O enrolo
Coluna foi publicada no domingo (28)
Dia desses li em um jornal africano um relatório sobre a fome neste planeta. Decidi, a partir dele, buscar mais alguns dados que, isoladamente, pouco diriam – mas cuja mensagem, no conjunto, chega a ser chocante.
Vamos começar considerando que neste planeta 870 milhões de semelhantes nossos passam fome. Isto significa que uma a cada oito pessoas vai dormir com fome todos os dias. Em seguida, meditemos sobre o fato de que a fome ocupa o primeiro lugar na lista de riscos para a saúde – sozinha, ela mata mais gente que a Aids, a malária e a tuberculose combinadas.
A estatística seguinte é dolorosa: um terço de todas as mortes de crianças abaixo de 5 anos nos países em desenvolvimento está relacionado à desnutrição. Mas pensemos nas que sobrevivem: os primeiros mil dias da vida de um ser humano são a fase crítica no que toca à nutrição. Uma dieta adequada ao longo desse período é essencial para evitar uma série de males mentais e físicos na vida adulta.
Vamos, agora, às soluções – e elas são muitas e simples. Para começar, se as mulheres que vivem nas áreas rurais tivessem o mesmo acesso que os homens à terra, tecnologia, aos serviços financeiros e à educação, o número de famintos seria reduzido em quase 150 milhões!

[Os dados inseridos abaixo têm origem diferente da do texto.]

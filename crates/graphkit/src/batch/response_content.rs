//! Splitting a batch response into per-step responses

use crate::error::{Error, Result, ServiceError};
use crate::http::Response;
use crate::observability;
use base64::Engine as _;
use base64::engine::general_purpose::STANDARD;
use bytes::Bytes;
use http::{HeaderMap, HeaderName, HeaderValue, StatusCode};
use serde::Deserialize;
use serde::de::DeserializeOwned;
use std::collections::HashMap;

#[derive(Debug, Deserialize)]
struct BatchResponseEnvelope {
    #[serde(default)]
    responses: Option<Vec<BatchResponseItem>>,
}

#[derive(Debug, Deserialize)]
struct BatchResponseItem {
    id: String,
    #[serde(default)]
    status: serde_json::Value,
    #[serde(default)]
    headers: HashMap<String, serde_json::Value>,
    #[serde(default)]
    body: Option<serde_json::Value>,
}

#[derive(Debug, Clone)]
struct StepResponse {
    response: Response,
    /// Body arrived as a JSON string, which is how binary content is encoded.
    string_body: bool,
}

/// The per-step responses of one batch, keyed by step id.
///
/// The service may answer steps in any order; lookups are by id only.
#[derive(Debug, Clone, Default)]
pub struct BatchResponseContent {
    order: Vec<String>,
    responses: HashMap<String, StepResponse>,
}

impl BatchResponseContent {
    /// Parse the body of a `$batch` response.
    ///
    /// # Errors
    ///
    /// A non-success outer response becomes [`Error::Service`]; a body that is
    /// not a batch envelope becomes [`Error::Serialization`]. Failed steps are
    /// kept as responses and never fail parsing. A step whose status is not a
    /// valid HTTP status is kept as `502 Bad Gateway`.
    pub fn from_response(response: Response) -> Result<Self> {
        if let Some(err) = response.error() {
            return Err(err.into());
        }
        if response.body().is_empty() {
            return Ok(Self::default());
        }

        let envelope: BatchResponseEnvelope = serde_json::from_slice(response.body())?;
        let mut content = Self::default();
        let mut failed = 0;

        for item in envelope.responses.unwrap_or_default() {
            let status = step_status(&item.id, &item.status);
            if !status.is_success() {
                failed += 1;
                observability::log_batch_step_failed(&item.id, status.as_u16());
            }

            let mut headers = HeaderMap::new();
            for (name, value) in &item.headers {
                let Some(value) = header_text(value) else {
                    continue;
                };
                if let (Ok(name), Ok(value)) = (
                    HeaderName::from_bytes(name.as_bytes()),
                    HeaderValue::from_str(&value),
                ) {
                    headers.insert(name, value);
                }
            }

            let (body, string_body) = match item.body {
                None | Some(serde_json::Value::Null) => (Bytes::new(), false),
                Some(serde_json::Value::String(text)) => (Bytes::from(text), true),
                Some(value) => (Bytes::from(serde_json::to_vec(&value)?), false),
            };

            content.insert(
                item.id,
                StepResponse {
                    response: Response::new(status, headers, body),
                    string_body,
                },
            );
        }

        observability::log_batch_parsed(content.len(), failed);
        Ok(content)
    }

    fn insert(&mut self, id: String, response: StepResponse) {
        if self.responses.insert(id.clone(), response).is_none() {
            self.order.push(id);
        }
    }

    /// Response of step `id`.
    pub fn get(&self, id: &str) -> Option<&Response> {
        self.responses.get(id).map(|step| &step.response)
    }

    /// Deserialize the body of step `id`.
    ///
    /// # Errors
    ///
    /// - [`Error::StepNotFound`] if the batch has no such step
    /// - [`Error::Service`] with `step_id` set when the step failed
    pub fn get_typed<T: DeserializeOwned>(&self, id: &str) -> Result<T> {
        let step = self
            .responses
            .get(id)
            .ok_or_else(|| Error::StepNotFound(id.to_string()))?;
        let response = &step.response;

        if !response.is_success() {
            let err = ServiceError::from_response(
                response.status().as_u16(),
                response.body(),
                response.headers(),
            )
            .with_step_id(id);
            return Err(err.into());
        }

        if step.string_body {
            return Ok(serde_json::from_value(serde_json::Value::String(
                response.text(),
            ))?);
        }
        response.json()
    }

    /// Raw body of step `id`, base64-decoded when it arrived as a string.
    ///
    /// Returns `Ok(None)` if the batch has no such step.
    pub fn get_stream(&self, id: &str) -> Result<Option<Bytes>> {
        let Some(step) = self.responses.get(id) else {
            return Ok(None);
        };
        let body = step.response.body();
        if step.string_body {
            return Ok(Some(Bytes::from(STANDARD.decode(body)?)));
        }
        Ok(Some(body.clone()))
    }

    /// Status of every step.
    pub fn status_codes(&self) -> HashMap<String, StatusCode> {
        self.responses
            .iter()
            .map(|(id, step)| (id.clone(), step.response.status()))
            .collect()
    }

    /// Step ids in the order the service returned them.
    pub fn ids(&self) -> impl Iterator<Item = &str> {
        self.order.iter().map(String::as_str)
    }

    /// Number of step responses.
    pub fn len(&self) -> usize {
        self.order.len()
    }

    /// Whether there are no step responses.
    pub fn is_empty(&self) -> bool {
        self.order.is_empty()
    }

    /// Move the responses of `other` into this one.
    pub(crate) fn merge(&mut self, other: BatchResponseContent) {
        let BatchResponseContent {
            order,
            mut responses,
        } = other;
        for id in order {
            if let Some(response) = responses.remove(&id) {
                self.insert(id, response);
            }
        }
    }
}

fn step_status(id: &str, status: &serde_json::Value) -> StatusCode {
    status
        .as_u64()
        .and_then(|code| u16::try_from(code).ok())
        .and_then(|code| StatusCode::from_u16(code).ok())
        .unwrap_or_else(|| {
            observability::log_batch_step_invalid_status(id, status);
            StatusCode::BAD_GATEWAY
        })
}

/// Header values may arrive as JSON numbers or booleans, e.g. `"Retry-After": 10`.
fn header_text(value: &serde_json::Value) -> Option<String> {
    match value {
        serde_json::Value::String(text) => Some(text.clone()),
        serde_json::Value::Number(n) => Some(n.to_string()),
        serde_json::Value::Bool(b) => Some(b.to_string()),
        _ => None,
    }
}
/// An ordered set of batch steps sent as one `$batch` request.
///
/// Steps keep their insertion order; lookup by id is constant time.
///
/// # Examples
///
/// ```rust
/// use graphkit::batch::BatchRequestContent;
/// use graphkit::HttpRequest;
/// use graphkit::http::Method;
///
/// let mut batch = BatchRequestContent::default();
/// let me = HttpRequest::new(Method::GET, "https://graph.microsoft.com/v1.0/me".parse().unwrap());
/// let first = batch.add_request(me.clone(), &[]).unwrap();
/// batch.add_request(me, &[first.as_str()]).unwrap();
///
/// assert_eq!(batch.len(), 2);
/// ```
#[derive(Debug, Clone, Default)]
pub struct BatchRequestContent {
    order: Vec<String>,
    steps: HashMap<String, BatchStep>,
}

impl BatchRequestContent {
    /// Build a batch from `steps`, validating each in order.
    ///
    /// # Errors
    ///
    /// Fails on the first step [`add_step`](Self::add_step) would reject; no
    /// partial batch is returned.
    pub fn new(steps: impl IntoIterator<Item = BatchStep>) -> Result<Self> {
        let mut batch = Self::default();
        for step in steps {
            batch.add_step(step)?;
        }
        Ok(batch)
    }

    /// Add a step.
    ///
    /// # Errors
    ///
    /// - [`Error::EmptyStepId`] for an empty id
    /// - [`Error::DuplicateStepId`] if the id is taken
    /// - [`Error::BatchCapacityExceeded`] when the batch holds [`MAX_BATCH_STEPS`]
    /// - [`Error::UnknownDependency`] if a dependency is not in the batch
    pub fn add_step(&mut self, step: BatchStep) -> Result<()> {
        self.validate(&step)?;
        self.order.push(step.id().to_string());
        self.steps.insert(step.id().to_string(), step);
        Ok(())
    }

    /// Add a step, returning false without changing the batch if it is rejected.
    pub fn try_add_step(&mut self, step: BatchStep) -> bool {
        self.add_step(step).is_ok()
    }

    /// Add a request under a generated id. Any `Authorization` header is dropped;
    /// the outer batch request carries the credentials.
    pub fn add_request(&mut self, mut request: HttpRequest, depends_on: &[&str]) -> Result<String> {
        request.headers.remove(header::AUTHORIZATION);
        let step = BatchStep::with_generated_id(request).depends_on(depends_on.iter().copied());
        let id = step.id().to_string();
        self.add_step(step)?;
        Ok(id)
    }

    /// Add a request descriptor under `id`, or under a generated id when `None`.
    pub fn add_request_information(
        &mut self,
        info: RequestInformation,
        id: Option<&str>,
    ) -> Result<String> {
        let mut request = info.into_http_request()?;
        request.headers.remove(header::AUTHORIZATION);
        let step = match id {
            Some(id) => BatchStep::new(id, request),
            None => BatchStep::with_generated_id(request),
        };
        let id = step.id().to_string();
        self.add_step(step)?;
        Ok(id)
    }

    /// Remove a step and every reference to it. Returns whether it existed.
    pub fn remove_step(&mut self, id: &str) -> bool {
        if self.steps.remove(id).is_none() {
            return false;
        }
        self.order.retain(|existing| existing != id);
        for step in self.steps.values_mut() {
            step.remove_dependency(id);
        }
        true
    }

    /// Look up a step by id.
    pub fn get(&self, id: &str) -> Option<&BatchStep> {
        self.steps.get(id)
    }

    /// Whether a step with `id` exists.
    pub fn contains(&self, id: &str) -> bool {
        self.steps.contains_key(id)
    }

    /// Steps in insertion order.
    pub fn steps(&self) -> impl Iterator<Item = &BatchStep> {
        self.order.iter().filter_map(|id| self.steps.get(id))
    }

    /// Step ids in insertion order.
    pub fn ids(&self) -> impl Iterator<Item = &str> {
        self.order.iter().map(String::as_str)
    }

    /// Number of steps.
    pub fn len(&self) -> usize {
        self.order.len()
    }

    /// Whether the batch has no steps.
    pub fn is_empty(&self) -> bool {
        self.order.is_empty()
    }

    /// Whether another step fits.
    pub fn is_full(&self) -> bool {
        self.len() >= MAX_BATCH_STEPS
    }

    /// A new batch holding only the steps whose status is not a success.
    ///
    /// Steps missing from `statuses` are left out. Dependencies on steps that
    /// are not carried over are dropped.
    pub fn new_batch_with_failed_requests(
        &self,
        statuses: &HashMap<String, StatusCode>,
    ) -> Result<Self> {
        let failed = |id: &str| statuses.get(id).is_some_and(|status| !status.is_success());

        let mut batch = Self::default();
        for step in self.steps().filter(|step| failed(step.id())) {
            let mut step = step.clone();
            step.retain_dependencies(|dep| failed(dep));
            batch.add_step(step)?;
        }
        Ok(batch)
    }

    /// The `{"requests": [...]}` envelope as a JSON value.
    pub fn to_json_value(&self) -> Result<serde_json::Value> {
        Ok(serde_json::to_value(self.envelope()?)?)
    }

    /// The `{"requests": [...]}` envelope as bytes.
    pub fn to_json_bytes(&self) -> Result<Vec<u8>> {
        Ok(serde_json::to_vec(&self.envelope()?)?)
    }

    fn envelope(&self) -> Result<BatchRequestEnvelope> {
        let requests = self
            .steps()
            .map(BatchRequestItem::from_step)
            .collect::<Result<Vec<_>>>()?;
        Ok(BatchRequestEnvelope { requests })
    }

    fn validate(&self, step: &BatchStep) -> Result<()> {
        if step.id().is_empty() {
            return Err(Error::EmptyStepId);
        }
        if self.contains(step.id()) {
            return Err(Error::DuplicateStepId(step.id().to_string()));
        }
        if self.is_full() {
            return Err(Error::BatchCapacityExceeded {
                max: MAX_BATCH_STEPS,
            });
        }
        if let Some(missing) = step.dependencies().iter().find(|dep| !self.contains(dep)) {
            return Err(Error::UnknownDependency {
                step_id: step.id().to_string(),
                dependency: missing.clone(),
            });
        }
        Ok(())
    }
}
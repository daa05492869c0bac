//! Access token providers
//!
//! The authentication middleware asks an [`AccessTokenProvider`] for a token
//! for every outbound URL. Providers decide which hosts may receive a token.

use crate::error::{Error, Result};
use async_trait::async_trait;
use secrecy::SecretString;
use std::collections::HashSet;
use url::Url;

/// Supplies bearer tokens for outbound requests.
#[async_trait]
pub trait AccessTokenProvider: Send + Sync {
    /// Get a token for `url`.
    ///
    /// Returns `Ok(None)` when no token should be sent to this URL.
    async fn get_authorization_token(&self, url: &Url) -> Result<Option<SecretString>>;

    /// Hosts this provider issues tokens for.
    fn allowed_hosts(&self) -> &AllowedHosts;
}

/// Set of hosts a token may be sent to. An empty set allows every host.
#[derive(Debug, Clone, Default, PartialEq, Eq)]
pub struct AllowedHosts {
    hosts: HashSet<String>,
}

impl AllowedHosts {
    /// Create a set from host names. Comparison is case-insensitive.
    ///
    /// # Errors
    ///
    /// Returns [`Error::InvalidArgument`] if an entry contains a scheme or path.
    pub fn new<I, S>(hosts: I) -> Result<Self>
    where
        I: IntoIterator<Item = S>,
        S: AsRef<str>,
    {
        let mut set = HashSet::new();
        for host in hosts {
            let host = host.as_ref().trim();
            if host.contains("://") || host.contains('/') {
                return Err(Error::InvalidArgument(format!(
                    "allowed host '{host}' must be a bare host name"
                )));
            }
            if !host.is_empty() {
                set.insert(host.to_ascii_lowercase());
            }
        }
        Ok(Self { hosts: set })
    }

    /// Whether `url` points at an allowed host.
    pub fn is_url_host_valid(&self, url: &Url) -> bool {
        if self.hosts.is_empty() {
            return true;
        }
        url.host_str()
            .is_some_and(|host| self.hosts.contains(&host.to_ascii_lowercase()))
    }

    /// Whether no restriction is configured.
    pub fn is_empty(&self) -> bool {
        self.hosts.is_empty()
    }
}

/// Check that a token may be sent to `url` over its scheme.
///
/// Tokens travel over `https` only; plain `http` is accepted for loopback
/// hosts so local test servers work.
pub fn validate_scheme(url: &Url) -> Result<()> {
    match url.scheme() {
        "https" => Ok(()),
        "http" if matches!(url.host_str(), Some("localhost" | "127.0.0.1" | "[::1]")) => Ok(()),
        scheme => Err(Error::Authentication(format!(
            "refusing to send a token over '{scheme}' to {}",
            url.host_str().unwrap_or_default()
        ))),
    }
}

/// A provider that hands out one fixed token.
///
/// # Examples
///
/// ```rust
/// use graphkit::{AllowedHosts, StaticTokenProvider};
///
/// let provider = StaticTokenProvider::new("eyJ0eXAi...")
///     .with_allowed_hosts(AllowedHosts::new(["graph.microsoft.com"]).unwrap());
/// ```
#[derive(Debug, Clone)]
pub struct StaticTokenProvider {
    token: SecretString,
    allowed_hosts: AllowedHosts,
}

impl StaticTokenProvider {
    /// Create a provider for `token`, valid for every host.
    pub fn new(token: impl Into<String>) -> Self {
        Self::from_secret(SecretString::new(token.into().into_boxed_str()))
    }

    /// Create a provider from an already wrapped secret.
    pub fn from_secret(token: SecretString) -> Self {
        Self {
            token,
            allowed_hosts: AllowedHosts::default(),
        }
    }

    /// Restrict the hosts the token is sent to.
    pub fn with_allowed_hosts(mut self, allowed_hosts: AllowedHosts) -> Self {
        self.allowed_hosts = allowed_hosts;
        self
    }
}

#[async_trait]
impl AccessTokenProvider for StaticTokenProvider {
    async fn get_authorization_token(&self, url: &Url) -> Result<Option<SecretString>> {
        if !self.allowed_hosts.is_url_host_valid(url) {
            return Ok(None);
        }
        validate_scheme(url)?;
        Ok(Some(self.token.clone()))
    }

    fn allowed_hosts(&self) -> &AllowedHosts {
        &self.allowed_hosts
    }
}

#[cfg(test)]
mod tests {
    use super::*;
    use rstest::rstest;
    use secrecy::ExposeSecret;

    #[rstest]
    #[case("https://graph.microsoft.com/v1.0/me", true)]
    #[case("https://GRAPH.microsoft.com/v1.0/me", true)]
    #[case("https://evil.example.com/v1.0/me", false)]
    fn test_allowed_hosts(#[case] url: &str, #[case] expected: bool) {
        let hosts = AllowedHosts::new(["graph.microsoft.com"]).unwrap();
        assert_eq!(hosts.is_url_host_valid(&url.parse().unwrap()), expected);
    }

    #[test]
    fn test_allowed_hosts_rejects_urls() {
        assert!(AllowedHosts::new(["https://graph.microsoft.com"]).is_err());
    }

    #[rstest]
    #[case("https://graph.microsoft.com/", true)]
    #[case("http://localhost:8080/", true)]
    #[case("http://127.0.0.1:3000/", true)]
    #[case("http://graph.microsoft.com/", false)]
    fn test_validate_scheme(#[case] url: &str, #[case] ok: bool) {
        assert_eq!(validate_scheme(&url.parse().unwrap()).is_ok(), ok);
    }

    #[tokio::test]
    async fn test_static_provider() {
        let provider = StaticTokenProvider::new("token-123")
            .with_allowed_hosts(AllowedHosts::new(["graph.microsoft.com"]).unwrap());

        let token = provider
            .get_authorization_token(&"https://graph.microsoft.com/v1.0/me".parse().unwrap())
            .await
            .unwrap()
            .unwrap();
        assert_eq!(token.expose_secret(), "token-123");

        let none = provider
            .get_authorization_token(&"https://other.example.com/".parse().unwrap())
            .await
            .unwrap();
        assert!(none.is_none());
    }

    #[tokio::test]
    async fn test_static_provider_refuses_plain_http() {
        let provider = StaticTokenProvider::new("token-123");
        let result = provider
            .get_authorization_token(&"http://graph.microsoft.com/v1.0/me".parse().unwrap())
            .await;
        assert!(matches!(result, Err(Error::Authentication(_))));
    }
}
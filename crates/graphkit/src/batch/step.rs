//! A single sub-request of a batch

use graphkit_transport::HttpRequest;

/// One logical request inside a batch.
///
/// `depends_on` lists the steps the service must complete before this one.
/// Duplicate dependencies are collapsed, first occurrence wins the position.
#[derive(Debug, Clone)]
pub struct BatchStep {
    id: String,
    request: HttpRequest,
    depends_on: Vec<String>,
}

impl BatchStep {
    /// Create an independent step.
    pub fn new(id: impl Into<String>, request: HttpRequest) -> Self {
        Self {
            id: id.into(),
            request,
            depends_on: Vec::new(),
        }
    }

    /// Create a step with a random UUID v4 id.
    pub fn with_generated_id(request: HttpRequest) -> Self {
        Self::new(uuid::Uuid::new_v4().to_string(), request)
    }

    /// Add dependencies on other steps of the same batch.
    pub fn depends_on<I, S>(mut self, ids: I) -> Self
    where
        I: IntoIterator<Item = S>,
        S: Into<String>,
    {
        for id in ids {
            self.add_dependency(id);
        }
        self
    }

    /// Add one dependency; returns false if it was already present.
    pub fn add_dependency(&mut self, id: impl Into<String>) -> bool {
        let id = id.into();
        if self.depends_on.contains(&id) {
            return false;
        }
        self.depends_on.push(id);
        true
    }

    /// Drop a dependency; returns whether it was present.
    pub fn remove_dependency(&mut self, id: &str) -> bool {
        let before = self.depends_on.len();
        self.depends_on.retain(|dep| dep != id);
        self.depends_on.len() != before
    }

    /// Step id.
    pub fn id(&self) -> &str {
        &self.id
    }

    /// The sub-request.
    pub fn request(&self) -> &HttpRequest {
        &self.request
    }

    /// Ids this step depends on, in insertion order.
    pub fn dependencies(&self) -> &[String] {
        &self.depends_on
    }

    pub(crate) fn retain_dependencies(&mut self, keep: impl Fn(&str) -> bool) {
        self.depends_on.retain(|dep| keep(dep));
    }
}

#[cfg(test)]
mod tests {
    use super::*;
    use http::Method;

    fn request() -> HttpRequest {
        HttpRequest::new(Method::GET, "https://graph.microsoft.com/v1.0/me".parse().unwrap())
    }

    #[test]
    fn test_dependencies_deduplicated_in_order() {
        let step = BatchStep::new("3", request()).depends_on(["2", "1", "2"]);
        assert_eq!(step.dependencies(), ["2", "1"]);
    }

    #[test]
    fn test_remove_dependency() {
        let mut step = BatchStep::new("3", request()).depends_on(["1", "2"]);
        assert!(step.remove_dependency("1"));
        assert!(!step.remove_dependency("1"));
        assert_eq!(step.dependencies(), ["2"]);
    }

    #[test]
    fn test_generated_id_is_uuid() {
        let step = BatchStep::with_generated_id(request());
        assert!(uuid::Uuid::parse_str(step.id()).is_ok());
    }
}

Prossigamos: custa US$ 0,25 por dia alimentar uma criança com todas as vitaminas e nutrientes necessários a um crescimento saudável e regular – cálculos da WFP (World Food Programme – Programa Mundial de Alimentos). Concluiu-se que com menos de US$ 100 dá para alimentar uma criança durante todo ano. É desses números tão simples que muitas verdades começam a aparecer.
Dizem que a corrupção, e só ela, custa ao Brasil US$ 41 bilhões a cada ano. Fiz algumas contas e concluí que, com esse dinheiro, daria para nutrir 410 milhões de crianças ao longo de todo ano. Sim, só com o que se desvia no Brasil alimentaríamos quase a metade dos famintos do planeta todo.
Mudemos de escala: segundo cálculos do Banco Mundial, a corrupção custa ao mundo não menos que US$ 1 trilhão. Voltei à calculadora e concluí que, com essa dinheirama, resolveríamos o problema da fome de 10 bilhões pessoas – umas 11 vezes o total atual de famintos do mundo inteiro.
A conta é assustadoramente simples: se a roubalheira – e só ela – acabasse, poderíamos eliminar os famintos do planeta inteiro e ainda sobraria para atendermos outros 11, acabando com a fome das crianças de Mercúrio, Vênus, Marte, Júpiter, Saturno, Urano, Netuno, Plutão e de mais dois de algum outro sistema. Seríamos os benfeitores da galáxia!
E só com os alimentos desperdiçados nos EUA e na Europa, seria possível alimentar a humanidade inteira três vezes! Aqui mesmo no Brasil, segundo cálculos realizados pela ONU/FAO (Organização das Nações Unidas para a Alimentação e a Agricultura), 64% de tudo que é plantado se perdem na produção, distribuição e consumo.
Vejam que só falamos, aqui, do óbvio ululante. Porém, há alguns dias, sustentou-se que com o preço de um batom dá para nutrir um refugiado lá do Quênia por três semanas. Então é isso: a culpa da fome é dos consumidores de batom.